Data for analysis:
use linclass::{
    ArrayD, Classifier, LinearMulticlassClassifier, Matrix, MulticlassLogisticRegression,
    StandardScaler, TrainConfig,
};
use ndarray::{Array1, Axis, concatenate};
use ndarray_rand::RandomExt;
use ndarray_rand::rand_distr::Normal;
use rand::SeedableRng;
use rand::rngs::StdRng;
use tracing_subscriber::EnvFilter;

const CENTERS: [(&str, [f64; 2]); 3] = [
    ("setosa", [0.0, 3.0]),
    ("versicolor", [3.0, -2.0]),
    ("virginica", [-3.0, -2.0]),
];

fn flowers(
    n_per_class: usize,
    rng: &mut StdRng,
) -> Result<(Matrix, Array1<&'static str>), Box<dyn std::error::Error>> {
    let noise = Normal::new(0.0, 0.8)?;
    let mut blocks = Vec::new();
    let mut labels = Vec::new();

    for (label, center) in CENTERS {
        let mut block = Matrix::random_using((n_per_class, 2), noise, rng);
        for mut row in block.rows_mut() {
            row[0] += center[0];
            row[1] += center[1];
        }
        blocks.push(block);
        labels.extend(std::iter::repeat_n(label, n_per_class));
    }

    let views: Vec<_> = blocks.iter().map(|block| block.view()).collect();
    Ok((concatenate(Axis(0), &views)?, Array1::from(labels)))
}

fn main() -> Result<(), Box<dyn std::error::Error>> {
    tracing_subscriber::fmt()
        .with_env_filter(
            EnvFilter::try_from_default_env().unwrap_or_else(|_| "linclass=info".into()),
        )
        .init();

    let mut rng = StdRng::seed_from_u64(3);
    let (features, labels) = flowers(50, &mut rng)?;
    let x: ArrayD<f64> = StandardScaler::new().fit_transform(&features)?.into_dyn();
    let y = labels.into_dyn();

    let config = TrainConfig::new()
        .learning_rate(0.1)
        .n_iterations(300)
        .verbose(true);

    let mut least_squares = LinearMulticlassClassifier::random(2, 3, Some(3));
    least_squares.train(&x, &y, &config)?;
    println!("Classes: {:?}", least_squares.labels().unwrap_or_default());
    println!(
        "Least squares: loss {:.4}, accuracy {:.3}",
        least_squares.loss(&x, &y)?,
        least_squares.accuracy(&x, &y)?
    );

    let mut logistic = MulticlassLogisticRegression::zeros(2, 3);
    logistic.train(&x, &y, &config.clone().learning_rate(1.0))?;
    println!(
        "Logistic: loss {:.4}, accuracy {:.3}",
        logistic.loss(&x, &y)?,
        logistic.accuracy(&x, &y)?
    );

    let probe = ndarray::array![[0.0, 2.0], [2.0, -1.5]].into_dyn();
    let probabilities = logistic.predict_proba(&probe)?;
    let predictions = logistic.predict(&probe)?;
    for (row, label) in probabilities.outer_iter().zip(predictions.iter()) {
        println!("  {:<10} {:.3}", label, row);
    }

    Ok(())
}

What is expected:
Could you find every line in the records above that contains the word "probe" and copy it?

Reply:
    let probe = ndarray::array![[0.0, 2.0], [2.0, -1.5]].into_dyn();
    let probabilities = logistic.predict_proba(&probe)?;
    let predictions = logistic.predict(&probe)?;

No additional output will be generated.